→ Work required
Records follow. Select each line holding "query".

→ Input
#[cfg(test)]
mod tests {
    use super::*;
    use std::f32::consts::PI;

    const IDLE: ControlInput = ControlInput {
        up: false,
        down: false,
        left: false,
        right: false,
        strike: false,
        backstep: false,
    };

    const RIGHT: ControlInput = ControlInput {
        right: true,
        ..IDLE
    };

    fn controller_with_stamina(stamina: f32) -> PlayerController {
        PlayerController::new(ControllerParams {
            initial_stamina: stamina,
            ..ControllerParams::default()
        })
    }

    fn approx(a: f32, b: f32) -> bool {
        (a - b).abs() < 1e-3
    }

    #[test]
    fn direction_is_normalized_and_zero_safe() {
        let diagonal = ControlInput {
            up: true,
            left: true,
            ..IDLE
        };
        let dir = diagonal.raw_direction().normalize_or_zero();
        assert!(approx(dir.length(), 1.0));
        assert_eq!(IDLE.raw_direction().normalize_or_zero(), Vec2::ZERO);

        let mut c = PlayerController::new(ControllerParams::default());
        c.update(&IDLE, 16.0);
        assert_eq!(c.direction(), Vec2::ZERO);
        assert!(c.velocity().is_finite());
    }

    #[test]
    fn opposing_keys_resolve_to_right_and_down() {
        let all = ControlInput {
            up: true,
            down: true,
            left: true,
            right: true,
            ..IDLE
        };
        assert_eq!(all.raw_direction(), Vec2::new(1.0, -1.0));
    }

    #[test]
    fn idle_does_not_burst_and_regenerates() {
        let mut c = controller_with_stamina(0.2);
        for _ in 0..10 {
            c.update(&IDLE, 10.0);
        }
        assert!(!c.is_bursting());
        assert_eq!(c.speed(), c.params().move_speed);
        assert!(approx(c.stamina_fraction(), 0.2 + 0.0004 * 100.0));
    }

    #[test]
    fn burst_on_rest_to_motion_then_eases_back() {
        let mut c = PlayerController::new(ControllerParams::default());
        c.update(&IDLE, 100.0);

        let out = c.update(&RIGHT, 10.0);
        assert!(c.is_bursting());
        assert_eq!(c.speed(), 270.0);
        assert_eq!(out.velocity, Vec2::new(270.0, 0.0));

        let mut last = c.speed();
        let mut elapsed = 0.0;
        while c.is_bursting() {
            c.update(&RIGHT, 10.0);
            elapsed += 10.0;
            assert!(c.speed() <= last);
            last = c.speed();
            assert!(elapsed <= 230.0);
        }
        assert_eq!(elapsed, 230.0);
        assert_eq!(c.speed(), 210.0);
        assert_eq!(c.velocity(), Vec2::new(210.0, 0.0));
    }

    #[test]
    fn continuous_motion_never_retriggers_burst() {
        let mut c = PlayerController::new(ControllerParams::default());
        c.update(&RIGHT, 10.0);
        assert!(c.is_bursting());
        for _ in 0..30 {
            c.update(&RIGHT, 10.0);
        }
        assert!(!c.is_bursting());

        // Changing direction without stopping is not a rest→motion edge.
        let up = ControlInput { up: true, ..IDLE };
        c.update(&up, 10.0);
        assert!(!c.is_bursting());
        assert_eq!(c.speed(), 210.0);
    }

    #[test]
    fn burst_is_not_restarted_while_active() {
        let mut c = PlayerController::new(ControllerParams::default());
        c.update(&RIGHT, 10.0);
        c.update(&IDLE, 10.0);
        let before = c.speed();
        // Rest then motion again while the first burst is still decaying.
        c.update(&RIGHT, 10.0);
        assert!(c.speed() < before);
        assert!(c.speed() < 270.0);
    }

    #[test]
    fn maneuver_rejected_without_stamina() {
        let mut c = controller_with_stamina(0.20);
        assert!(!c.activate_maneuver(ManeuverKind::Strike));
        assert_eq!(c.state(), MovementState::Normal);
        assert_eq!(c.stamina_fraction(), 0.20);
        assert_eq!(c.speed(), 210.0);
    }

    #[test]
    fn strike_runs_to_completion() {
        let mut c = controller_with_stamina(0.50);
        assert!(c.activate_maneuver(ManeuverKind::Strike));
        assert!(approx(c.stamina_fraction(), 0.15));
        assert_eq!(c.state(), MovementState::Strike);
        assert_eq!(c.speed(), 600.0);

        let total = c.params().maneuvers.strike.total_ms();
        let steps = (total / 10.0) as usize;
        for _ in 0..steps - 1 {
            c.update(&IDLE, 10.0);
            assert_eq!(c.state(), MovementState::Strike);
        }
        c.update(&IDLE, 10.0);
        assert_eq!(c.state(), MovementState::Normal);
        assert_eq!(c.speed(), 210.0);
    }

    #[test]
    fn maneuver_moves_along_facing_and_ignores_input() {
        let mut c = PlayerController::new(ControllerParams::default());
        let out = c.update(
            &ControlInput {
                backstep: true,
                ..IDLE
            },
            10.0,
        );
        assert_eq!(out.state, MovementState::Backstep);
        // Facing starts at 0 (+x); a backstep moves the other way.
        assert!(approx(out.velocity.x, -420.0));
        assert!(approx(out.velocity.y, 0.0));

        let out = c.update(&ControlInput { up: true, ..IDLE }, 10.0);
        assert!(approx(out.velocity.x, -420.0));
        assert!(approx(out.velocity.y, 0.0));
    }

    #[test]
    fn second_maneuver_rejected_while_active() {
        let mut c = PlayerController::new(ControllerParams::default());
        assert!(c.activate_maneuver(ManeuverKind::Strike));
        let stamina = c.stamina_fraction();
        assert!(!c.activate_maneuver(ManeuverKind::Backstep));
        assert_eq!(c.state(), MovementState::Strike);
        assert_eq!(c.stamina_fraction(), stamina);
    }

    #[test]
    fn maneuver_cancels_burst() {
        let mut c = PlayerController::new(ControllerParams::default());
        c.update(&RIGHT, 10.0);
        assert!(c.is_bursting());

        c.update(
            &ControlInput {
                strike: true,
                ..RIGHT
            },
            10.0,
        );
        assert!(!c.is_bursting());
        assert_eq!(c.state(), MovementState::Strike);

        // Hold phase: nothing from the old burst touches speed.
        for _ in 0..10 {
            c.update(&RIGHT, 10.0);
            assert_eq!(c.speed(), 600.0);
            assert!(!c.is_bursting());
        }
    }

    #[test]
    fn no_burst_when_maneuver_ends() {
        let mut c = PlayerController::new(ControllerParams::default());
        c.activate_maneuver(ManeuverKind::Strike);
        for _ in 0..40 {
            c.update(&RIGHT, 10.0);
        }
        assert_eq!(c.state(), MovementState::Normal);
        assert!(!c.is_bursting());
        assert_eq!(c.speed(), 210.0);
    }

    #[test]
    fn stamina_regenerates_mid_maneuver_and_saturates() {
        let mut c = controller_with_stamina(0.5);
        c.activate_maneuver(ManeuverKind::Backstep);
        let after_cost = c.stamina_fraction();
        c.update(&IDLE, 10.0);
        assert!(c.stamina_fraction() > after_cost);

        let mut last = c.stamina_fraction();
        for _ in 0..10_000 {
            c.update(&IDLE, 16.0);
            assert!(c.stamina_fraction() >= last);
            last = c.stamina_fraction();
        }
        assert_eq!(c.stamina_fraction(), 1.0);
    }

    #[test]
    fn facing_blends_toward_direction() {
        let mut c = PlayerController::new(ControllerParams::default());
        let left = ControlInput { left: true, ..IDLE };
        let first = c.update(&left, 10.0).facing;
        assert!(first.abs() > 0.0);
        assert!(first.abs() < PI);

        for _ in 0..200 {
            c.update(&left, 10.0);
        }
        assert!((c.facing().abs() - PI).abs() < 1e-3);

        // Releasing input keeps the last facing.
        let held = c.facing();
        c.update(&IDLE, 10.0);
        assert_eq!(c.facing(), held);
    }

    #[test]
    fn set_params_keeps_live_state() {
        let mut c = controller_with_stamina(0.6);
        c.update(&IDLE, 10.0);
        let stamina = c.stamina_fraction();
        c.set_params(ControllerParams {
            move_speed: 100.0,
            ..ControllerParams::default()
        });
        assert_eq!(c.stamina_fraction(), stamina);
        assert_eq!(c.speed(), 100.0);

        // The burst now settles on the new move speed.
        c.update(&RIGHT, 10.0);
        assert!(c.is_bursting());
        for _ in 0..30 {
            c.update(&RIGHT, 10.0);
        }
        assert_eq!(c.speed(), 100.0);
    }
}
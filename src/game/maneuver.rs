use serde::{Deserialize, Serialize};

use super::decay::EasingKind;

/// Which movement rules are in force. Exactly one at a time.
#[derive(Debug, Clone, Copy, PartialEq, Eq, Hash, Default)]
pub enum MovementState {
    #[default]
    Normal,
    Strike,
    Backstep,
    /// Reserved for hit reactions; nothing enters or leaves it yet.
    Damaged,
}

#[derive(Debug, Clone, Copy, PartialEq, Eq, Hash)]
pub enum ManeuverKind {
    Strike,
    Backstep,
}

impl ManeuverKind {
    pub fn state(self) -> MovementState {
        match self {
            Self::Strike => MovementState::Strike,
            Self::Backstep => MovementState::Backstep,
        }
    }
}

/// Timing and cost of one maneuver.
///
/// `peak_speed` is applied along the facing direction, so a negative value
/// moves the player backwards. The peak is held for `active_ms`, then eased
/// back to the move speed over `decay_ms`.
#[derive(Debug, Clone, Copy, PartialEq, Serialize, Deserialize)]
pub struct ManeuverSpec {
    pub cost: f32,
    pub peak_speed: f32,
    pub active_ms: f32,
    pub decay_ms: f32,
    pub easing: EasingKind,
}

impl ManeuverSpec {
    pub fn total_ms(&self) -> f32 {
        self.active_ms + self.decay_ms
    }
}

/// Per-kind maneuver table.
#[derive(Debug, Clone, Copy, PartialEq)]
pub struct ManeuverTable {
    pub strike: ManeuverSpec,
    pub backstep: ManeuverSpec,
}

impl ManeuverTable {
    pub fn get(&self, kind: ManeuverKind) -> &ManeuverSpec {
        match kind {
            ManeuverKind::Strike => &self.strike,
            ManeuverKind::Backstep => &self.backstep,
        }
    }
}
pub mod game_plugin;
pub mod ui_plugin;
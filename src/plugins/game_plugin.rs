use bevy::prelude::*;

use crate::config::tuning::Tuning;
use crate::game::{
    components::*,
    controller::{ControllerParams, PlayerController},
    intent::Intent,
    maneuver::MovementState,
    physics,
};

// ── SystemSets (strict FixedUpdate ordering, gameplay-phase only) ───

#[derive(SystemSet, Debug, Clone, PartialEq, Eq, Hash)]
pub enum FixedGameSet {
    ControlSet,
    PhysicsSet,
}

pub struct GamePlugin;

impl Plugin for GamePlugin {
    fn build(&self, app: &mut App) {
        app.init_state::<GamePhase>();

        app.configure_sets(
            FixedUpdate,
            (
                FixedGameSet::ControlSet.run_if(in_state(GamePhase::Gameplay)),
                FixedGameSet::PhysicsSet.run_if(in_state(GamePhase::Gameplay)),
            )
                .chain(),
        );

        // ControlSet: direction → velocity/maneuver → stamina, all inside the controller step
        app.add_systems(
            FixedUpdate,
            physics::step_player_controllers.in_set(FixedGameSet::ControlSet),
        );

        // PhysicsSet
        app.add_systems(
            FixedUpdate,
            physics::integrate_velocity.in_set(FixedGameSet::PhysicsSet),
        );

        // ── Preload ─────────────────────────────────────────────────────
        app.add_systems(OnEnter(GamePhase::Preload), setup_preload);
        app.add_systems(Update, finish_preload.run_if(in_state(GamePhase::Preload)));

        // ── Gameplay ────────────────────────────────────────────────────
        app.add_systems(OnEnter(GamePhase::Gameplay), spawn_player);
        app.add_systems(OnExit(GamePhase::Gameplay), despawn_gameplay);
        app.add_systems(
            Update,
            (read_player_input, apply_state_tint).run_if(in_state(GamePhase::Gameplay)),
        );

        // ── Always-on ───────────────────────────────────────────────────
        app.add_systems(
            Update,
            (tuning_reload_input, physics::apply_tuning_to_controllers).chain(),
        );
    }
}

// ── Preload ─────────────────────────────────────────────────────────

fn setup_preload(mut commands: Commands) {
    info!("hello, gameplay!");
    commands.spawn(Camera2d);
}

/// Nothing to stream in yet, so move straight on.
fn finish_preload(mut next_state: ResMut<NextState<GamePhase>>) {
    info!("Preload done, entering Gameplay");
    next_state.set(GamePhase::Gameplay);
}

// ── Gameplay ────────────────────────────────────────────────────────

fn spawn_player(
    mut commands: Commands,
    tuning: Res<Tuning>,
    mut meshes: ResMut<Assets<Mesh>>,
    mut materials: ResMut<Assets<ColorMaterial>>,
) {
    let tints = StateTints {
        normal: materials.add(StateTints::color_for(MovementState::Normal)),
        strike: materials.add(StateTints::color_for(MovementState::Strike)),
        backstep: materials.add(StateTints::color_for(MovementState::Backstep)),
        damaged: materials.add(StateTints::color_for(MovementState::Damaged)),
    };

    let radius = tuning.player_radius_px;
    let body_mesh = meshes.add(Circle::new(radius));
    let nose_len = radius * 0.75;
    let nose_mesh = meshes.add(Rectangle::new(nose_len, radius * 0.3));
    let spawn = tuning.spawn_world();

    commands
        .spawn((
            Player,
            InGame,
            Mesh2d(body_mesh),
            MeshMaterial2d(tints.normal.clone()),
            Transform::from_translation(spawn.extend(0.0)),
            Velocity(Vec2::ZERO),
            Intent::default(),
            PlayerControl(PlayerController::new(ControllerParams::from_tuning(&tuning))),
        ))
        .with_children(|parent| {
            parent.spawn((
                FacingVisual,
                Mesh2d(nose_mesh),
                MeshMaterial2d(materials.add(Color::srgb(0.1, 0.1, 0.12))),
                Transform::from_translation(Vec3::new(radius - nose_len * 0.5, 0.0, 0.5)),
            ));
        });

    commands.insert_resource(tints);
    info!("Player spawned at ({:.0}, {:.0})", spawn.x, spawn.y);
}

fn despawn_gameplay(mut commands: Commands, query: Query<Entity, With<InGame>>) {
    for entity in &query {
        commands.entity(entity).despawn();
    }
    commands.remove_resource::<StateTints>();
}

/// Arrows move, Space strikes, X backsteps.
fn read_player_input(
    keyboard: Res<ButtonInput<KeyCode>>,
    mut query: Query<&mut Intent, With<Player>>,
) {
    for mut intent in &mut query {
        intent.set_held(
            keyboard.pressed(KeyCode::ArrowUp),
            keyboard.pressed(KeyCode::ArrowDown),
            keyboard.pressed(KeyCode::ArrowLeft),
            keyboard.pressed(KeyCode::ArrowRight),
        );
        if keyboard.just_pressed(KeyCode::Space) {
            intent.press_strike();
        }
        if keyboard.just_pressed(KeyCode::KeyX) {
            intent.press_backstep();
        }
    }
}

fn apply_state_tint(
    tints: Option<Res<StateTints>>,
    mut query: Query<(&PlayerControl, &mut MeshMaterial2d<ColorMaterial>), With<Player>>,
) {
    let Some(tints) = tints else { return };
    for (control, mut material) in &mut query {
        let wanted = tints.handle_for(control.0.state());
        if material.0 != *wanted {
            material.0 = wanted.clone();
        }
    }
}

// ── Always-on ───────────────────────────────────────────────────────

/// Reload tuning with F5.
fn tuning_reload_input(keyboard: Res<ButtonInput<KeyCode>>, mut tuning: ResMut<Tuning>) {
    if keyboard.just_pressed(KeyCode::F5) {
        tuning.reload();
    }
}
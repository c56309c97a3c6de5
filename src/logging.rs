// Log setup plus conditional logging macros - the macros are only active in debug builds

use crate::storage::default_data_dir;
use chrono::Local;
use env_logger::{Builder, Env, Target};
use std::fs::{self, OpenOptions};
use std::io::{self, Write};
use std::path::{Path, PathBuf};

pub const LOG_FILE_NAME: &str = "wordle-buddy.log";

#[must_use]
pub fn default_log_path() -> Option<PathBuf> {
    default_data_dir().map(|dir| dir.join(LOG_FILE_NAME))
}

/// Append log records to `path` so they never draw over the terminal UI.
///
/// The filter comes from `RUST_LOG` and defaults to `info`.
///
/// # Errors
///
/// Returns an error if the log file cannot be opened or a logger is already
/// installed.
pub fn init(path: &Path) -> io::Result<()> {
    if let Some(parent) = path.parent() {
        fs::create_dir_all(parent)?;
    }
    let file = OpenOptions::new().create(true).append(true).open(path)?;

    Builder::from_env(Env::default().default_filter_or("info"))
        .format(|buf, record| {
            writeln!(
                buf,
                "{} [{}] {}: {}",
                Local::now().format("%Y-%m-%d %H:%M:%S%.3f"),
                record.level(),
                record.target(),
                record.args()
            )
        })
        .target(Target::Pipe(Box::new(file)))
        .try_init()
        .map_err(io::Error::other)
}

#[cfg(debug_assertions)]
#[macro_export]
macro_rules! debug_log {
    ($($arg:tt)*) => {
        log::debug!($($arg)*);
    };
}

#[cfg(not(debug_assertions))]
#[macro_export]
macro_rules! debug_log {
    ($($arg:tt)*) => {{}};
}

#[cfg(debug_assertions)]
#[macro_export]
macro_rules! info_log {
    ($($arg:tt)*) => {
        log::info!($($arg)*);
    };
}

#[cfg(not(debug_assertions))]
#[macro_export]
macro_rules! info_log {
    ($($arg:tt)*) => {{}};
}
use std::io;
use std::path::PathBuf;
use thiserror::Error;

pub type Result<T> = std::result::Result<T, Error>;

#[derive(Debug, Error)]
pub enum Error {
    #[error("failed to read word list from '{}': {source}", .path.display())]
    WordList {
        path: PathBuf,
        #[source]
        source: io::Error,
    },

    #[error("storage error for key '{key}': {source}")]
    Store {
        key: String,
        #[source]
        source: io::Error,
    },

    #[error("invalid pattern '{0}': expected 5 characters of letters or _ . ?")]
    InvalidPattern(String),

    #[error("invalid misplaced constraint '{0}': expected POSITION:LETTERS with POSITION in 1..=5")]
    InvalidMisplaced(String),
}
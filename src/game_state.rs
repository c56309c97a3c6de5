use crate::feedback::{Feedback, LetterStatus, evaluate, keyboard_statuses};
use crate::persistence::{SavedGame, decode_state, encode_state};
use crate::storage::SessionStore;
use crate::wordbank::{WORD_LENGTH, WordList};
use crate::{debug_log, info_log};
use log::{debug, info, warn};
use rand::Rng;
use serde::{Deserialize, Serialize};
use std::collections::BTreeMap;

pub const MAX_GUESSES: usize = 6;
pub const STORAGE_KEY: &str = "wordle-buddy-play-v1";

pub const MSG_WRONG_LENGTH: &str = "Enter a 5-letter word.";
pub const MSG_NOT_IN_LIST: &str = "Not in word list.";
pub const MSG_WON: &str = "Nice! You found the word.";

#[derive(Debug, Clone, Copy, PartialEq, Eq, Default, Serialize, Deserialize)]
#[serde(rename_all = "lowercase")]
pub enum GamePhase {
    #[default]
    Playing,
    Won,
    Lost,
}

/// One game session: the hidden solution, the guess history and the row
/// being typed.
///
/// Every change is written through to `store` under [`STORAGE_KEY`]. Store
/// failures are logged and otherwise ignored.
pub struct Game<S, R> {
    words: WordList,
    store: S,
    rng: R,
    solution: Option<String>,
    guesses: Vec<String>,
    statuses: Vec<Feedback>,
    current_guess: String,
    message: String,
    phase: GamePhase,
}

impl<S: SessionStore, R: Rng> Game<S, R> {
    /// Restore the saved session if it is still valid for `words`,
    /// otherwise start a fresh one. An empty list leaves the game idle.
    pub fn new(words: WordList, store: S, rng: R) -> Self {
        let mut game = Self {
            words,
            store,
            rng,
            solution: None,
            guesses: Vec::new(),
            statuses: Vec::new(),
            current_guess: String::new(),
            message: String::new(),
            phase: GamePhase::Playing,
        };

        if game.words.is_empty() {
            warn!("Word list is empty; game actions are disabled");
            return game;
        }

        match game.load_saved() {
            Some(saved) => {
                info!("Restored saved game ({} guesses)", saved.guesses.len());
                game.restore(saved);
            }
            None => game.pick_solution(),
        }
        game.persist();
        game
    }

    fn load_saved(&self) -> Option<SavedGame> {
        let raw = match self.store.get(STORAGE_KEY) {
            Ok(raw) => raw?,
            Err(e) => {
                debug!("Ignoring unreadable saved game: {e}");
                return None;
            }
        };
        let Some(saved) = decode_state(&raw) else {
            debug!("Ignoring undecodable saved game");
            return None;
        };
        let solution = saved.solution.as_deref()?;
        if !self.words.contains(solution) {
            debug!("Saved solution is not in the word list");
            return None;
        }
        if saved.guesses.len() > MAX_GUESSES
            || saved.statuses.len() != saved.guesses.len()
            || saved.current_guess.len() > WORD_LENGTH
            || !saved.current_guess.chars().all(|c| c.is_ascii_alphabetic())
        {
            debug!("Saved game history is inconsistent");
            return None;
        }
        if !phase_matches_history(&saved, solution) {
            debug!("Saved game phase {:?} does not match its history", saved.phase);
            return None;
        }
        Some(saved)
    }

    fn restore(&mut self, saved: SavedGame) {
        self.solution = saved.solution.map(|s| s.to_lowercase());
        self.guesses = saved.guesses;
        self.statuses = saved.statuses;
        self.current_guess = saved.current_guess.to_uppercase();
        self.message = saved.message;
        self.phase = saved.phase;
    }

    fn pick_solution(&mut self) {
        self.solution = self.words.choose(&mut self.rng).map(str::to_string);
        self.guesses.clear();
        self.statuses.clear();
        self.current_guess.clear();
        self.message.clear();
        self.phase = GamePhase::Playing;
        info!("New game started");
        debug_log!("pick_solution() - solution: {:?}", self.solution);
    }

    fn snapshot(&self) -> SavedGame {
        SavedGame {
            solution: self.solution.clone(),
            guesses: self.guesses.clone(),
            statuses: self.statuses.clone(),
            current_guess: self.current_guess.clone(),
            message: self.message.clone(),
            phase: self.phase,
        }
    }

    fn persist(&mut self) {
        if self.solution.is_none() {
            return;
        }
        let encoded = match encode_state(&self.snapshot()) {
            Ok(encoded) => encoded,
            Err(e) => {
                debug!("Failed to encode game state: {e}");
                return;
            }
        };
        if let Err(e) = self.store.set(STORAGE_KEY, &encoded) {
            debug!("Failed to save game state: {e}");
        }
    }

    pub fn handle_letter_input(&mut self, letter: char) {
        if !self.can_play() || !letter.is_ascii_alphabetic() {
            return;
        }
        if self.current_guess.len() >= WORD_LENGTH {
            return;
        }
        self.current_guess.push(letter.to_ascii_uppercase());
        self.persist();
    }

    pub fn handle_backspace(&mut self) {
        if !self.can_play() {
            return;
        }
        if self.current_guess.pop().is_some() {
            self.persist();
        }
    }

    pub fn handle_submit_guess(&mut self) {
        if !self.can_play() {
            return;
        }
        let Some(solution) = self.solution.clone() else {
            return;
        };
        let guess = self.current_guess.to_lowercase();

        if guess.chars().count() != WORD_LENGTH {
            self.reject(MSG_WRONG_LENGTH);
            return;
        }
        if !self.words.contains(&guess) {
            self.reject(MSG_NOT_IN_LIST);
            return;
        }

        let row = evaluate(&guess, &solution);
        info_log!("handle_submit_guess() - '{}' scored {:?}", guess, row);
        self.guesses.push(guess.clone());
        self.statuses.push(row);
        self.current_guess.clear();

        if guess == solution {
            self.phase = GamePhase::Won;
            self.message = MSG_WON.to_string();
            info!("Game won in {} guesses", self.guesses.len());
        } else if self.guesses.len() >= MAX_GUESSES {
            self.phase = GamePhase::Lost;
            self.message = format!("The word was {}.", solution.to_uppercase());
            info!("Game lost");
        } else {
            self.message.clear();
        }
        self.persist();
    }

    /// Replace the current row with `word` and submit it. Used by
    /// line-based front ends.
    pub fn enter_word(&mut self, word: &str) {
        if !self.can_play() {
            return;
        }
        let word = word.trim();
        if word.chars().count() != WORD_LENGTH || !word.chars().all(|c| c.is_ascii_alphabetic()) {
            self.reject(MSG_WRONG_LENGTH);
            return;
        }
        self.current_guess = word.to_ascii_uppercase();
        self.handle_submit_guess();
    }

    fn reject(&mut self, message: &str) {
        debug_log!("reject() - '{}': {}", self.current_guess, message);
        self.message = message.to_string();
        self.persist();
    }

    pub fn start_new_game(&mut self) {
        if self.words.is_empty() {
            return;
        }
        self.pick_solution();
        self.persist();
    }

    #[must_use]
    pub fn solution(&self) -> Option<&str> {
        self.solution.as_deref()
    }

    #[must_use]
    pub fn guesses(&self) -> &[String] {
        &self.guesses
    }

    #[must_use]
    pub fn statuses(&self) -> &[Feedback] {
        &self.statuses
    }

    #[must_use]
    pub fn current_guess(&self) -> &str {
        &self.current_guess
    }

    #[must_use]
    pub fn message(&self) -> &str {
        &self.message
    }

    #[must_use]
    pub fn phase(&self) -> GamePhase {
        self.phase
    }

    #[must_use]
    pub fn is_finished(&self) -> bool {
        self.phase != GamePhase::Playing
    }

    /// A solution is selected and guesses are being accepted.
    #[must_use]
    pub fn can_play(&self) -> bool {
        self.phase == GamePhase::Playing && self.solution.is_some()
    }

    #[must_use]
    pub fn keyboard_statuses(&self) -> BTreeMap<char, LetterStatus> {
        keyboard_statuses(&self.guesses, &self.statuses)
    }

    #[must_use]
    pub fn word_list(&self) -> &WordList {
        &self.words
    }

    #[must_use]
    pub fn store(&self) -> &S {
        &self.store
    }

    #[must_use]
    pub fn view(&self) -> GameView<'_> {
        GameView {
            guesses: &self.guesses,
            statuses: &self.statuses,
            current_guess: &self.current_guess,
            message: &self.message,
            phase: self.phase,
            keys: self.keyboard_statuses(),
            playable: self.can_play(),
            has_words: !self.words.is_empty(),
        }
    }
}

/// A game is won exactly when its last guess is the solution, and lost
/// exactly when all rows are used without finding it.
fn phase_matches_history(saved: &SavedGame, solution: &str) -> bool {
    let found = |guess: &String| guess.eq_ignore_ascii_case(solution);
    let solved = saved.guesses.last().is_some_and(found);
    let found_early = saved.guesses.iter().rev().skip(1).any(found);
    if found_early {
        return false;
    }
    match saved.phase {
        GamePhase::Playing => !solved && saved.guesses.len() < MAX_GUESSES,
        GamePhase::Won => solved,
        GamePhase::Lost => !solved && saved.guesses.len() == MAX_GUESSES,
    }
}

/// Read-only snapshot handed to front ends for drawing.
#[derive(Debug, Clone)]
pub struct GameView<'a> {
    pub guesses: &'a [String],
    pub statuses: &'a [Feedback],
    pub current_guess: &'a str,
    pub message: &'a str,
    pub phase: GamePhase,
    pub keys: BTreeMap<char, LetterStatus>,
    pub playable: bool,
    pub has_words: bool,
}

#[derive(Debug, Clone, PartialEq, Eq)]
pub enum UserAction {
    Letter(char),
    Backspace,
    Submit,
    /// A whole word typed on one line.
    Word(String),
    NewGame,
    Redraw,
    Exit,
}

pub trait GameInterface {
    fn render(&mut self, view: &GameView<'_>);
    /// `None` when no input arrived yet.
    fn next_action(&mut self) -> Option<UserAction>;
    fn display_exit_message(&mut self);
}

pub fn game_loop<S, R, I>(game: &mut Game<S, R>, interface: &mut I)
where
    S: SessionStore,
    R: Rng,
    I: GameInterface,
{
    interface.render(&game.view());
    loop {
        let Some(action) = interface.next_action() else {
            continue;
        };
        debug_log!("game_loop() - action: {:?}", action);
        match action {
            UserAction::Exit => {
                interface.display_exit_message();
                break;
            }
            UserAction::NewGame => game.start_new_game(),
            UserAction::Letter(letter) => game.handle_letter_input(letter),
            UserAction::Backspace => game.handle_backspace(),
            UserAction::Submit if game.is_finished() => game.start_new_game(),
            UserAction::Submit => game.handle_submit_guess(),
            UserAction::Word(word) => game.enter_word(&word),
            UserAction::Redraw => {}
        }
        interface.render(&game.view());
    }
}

→ Your solution
fn despawn_gameplay(mut commands: Commands, query: Query<Entity, With<InGame>>) {
    for entity in &query {
    mut query: Query<&mut Intent, With<Player>>,
    for mut intent in &mut query {
    mut query: Query<(&PlayerControl, &mut MeshMaterial2d<ColorMaterial>), With<Player>>,
    for (control, mut material) in &mut query {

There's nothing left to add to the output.